Commercial leases generally fall into two categories: Retail Leases and Other Leases. The best way to ascertain what is included in “Other Leases” is to distinguish those from Retail Premises Leases which are used wholly or predominately for the sale or hire of goods by retail or the retail provision of services. Most retail premises are covered by the Retail Leases Act 2003 (as amended) which commenced on 1 May 2003 and it’s Regulations, and which provides that the Retail Leases Act 2003 (as amended) does not apply to:
- Leases for a term of less than one year.
- Tenants that are listed corporations or subsidiaries of listed corporations.
- Tenants whose occupancy costs (the combined cost of rent and outgoings) exceeds $1 million per annum.
- Premises that are used for non-retail activities such as wholesaling, storage or other such activities.
Retail Lease Act 2003 – Documentation and Facts
All tenants must be fully informed before entering into a lease and it is recommended that they obtain independent legal advice. The Retail Leases Act 2003 (as amended) obliges any landlord to make full disclosure of all information relating to the retail premises well before the tenant begins to occupy the premises.
Whilst the lease is a legally binding document between the landlord and tenant setting out the legal relationship between the parties and essential items, the disclosure statement goes further by including amongst other things the measurements of the premises, the fixtures and fittings owned by the landlord and forming part of the property, car-parking entitlements, specific dates for rent payments, rent reviews, lease expiry, rent-free periods, option dates etc. There are various options within the disclosure statement which relate to shopping centres, works to be undertaken by either of the landlord or tenant, proposed alteration works to the premises, marketing costs and any other representations made by the landlord or agent to the tenant during the negotiations.
Important Time Limits
- As soon as lease negotiations are commenced, a landlord or estate agent is obliged to provide a proposed tenant with a copy of the proposed lease and a copy of the information brochure provided by the Victorian Small Business Commissioner. It is an offence under the Act not to provide the proposed lease and information brochure.
- At least fourteen (14) days prior to the signing of the lease, the landlord must provide the tenant with a signed Disclosure Statement and a copy of the proposed lease.
- If the landlord gives the tenant the disclosure statement and proposed lease less than 14 days before the lease is to be entered into, the term of the lease is taken to commence 14 days after the disclosure statement and proposed lease are given to the tenant;
- If a tenant has not been given the disclosure statement before entering into a retail premises lease, the tenant may give the landlord, no earlier than seven (7) days and no later than 90 days after entering into the lease, a written notice that the tenant has not been given the disclosure statement;
- The tenant may give the landlord a written notice of termination at any time before the end of 7 days after the landlord gives the tenant the disclosure statement.
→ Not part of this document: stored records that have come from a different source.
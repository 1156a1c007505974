//! Configuration management CLI commands.
//!
//! Provides `config init`, `config path` and `config show` for creating and
//! inspecting the configuration file.

use std::path::PathBuf;

use clap::Subcommand;
use lightrisk::config::{config_file_path, ConfigFile};

use crate::error::CliError;

/// Config subcommands.
#[derive(Debug, Subcommand)]
pub enum ConfigCommands {
    /// Write a configuration file with default values
    Init {
        /// Target file (default: ~/.lightrisk/config.ini)
        #[arg(long)]
        path: Option<PathBuf>,

        /// Overwrite an existing file
        #[arg(long)]
        force: bool,
    },

    /// Show the configuration file path
    Path,

    /// Print the effective configuration
    Show {
        /// Config file to read (default: ~/.lightrisk/config.ini)
        #[arg(long)]
        path: Option<PathBuf>,
    },
}

/// Run a config subcommand.
pub fn run(command: ConfigCommands) -> Result<(), CliError> {
    match command {
        ConfigCommands::Init { path, force } => run_init(path, force),
        ConfigCommands::Path => run_path(),
        ConfigCommands::Show { path } => run_show(path),
    }
}

/// Write defaults to the config file.
fn run_init(path: Option<PathBuf>, force: bool) -> Result<(), CliError> {
    let path = path.unwrap_or_else(config_file_path);

    if path.exists() && !force {
        return Err(CliError::Config(format!(
            "{} already exists. Use --force to overwrite it.",
            path.display()
        )));
    }

    ConfigFile::default().save_to(&path)?;
    println!("Wrote default configuration to {}", path.display());

    Ok(())
}

/// Show the configuration file path.
fn run_path() -> Result<(), CliError> {
    println!("{}", config_file_path().display());
    Ok(())
}

/// Print the configuration with defaults filled in.
fn run_show(path: Option<PathBuf>) -> Result<(), CliError> {
    let path = path.unwrap_or_else(config_file_path);
    let config = ConfigFile::load_from(&path)?;

    if !path.exists() {
        println!("; {} not found, showing defaults", path.display());
    }
    print!("{}", config.to_ini_string());

    Ok(())
}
- Within 28 days after the retail premises lease has been signed by the tenant, the landlord must give the tenant a copy of the lease which has been signed by both the landlord and the tenant. If the landlord contravenes this, the tenant may give the landlord a written notice of termination at any time within the 28 days after the tenant is given a copy of the lease signed by the landlord and the tenant, or entering into the lease, whichever happens last.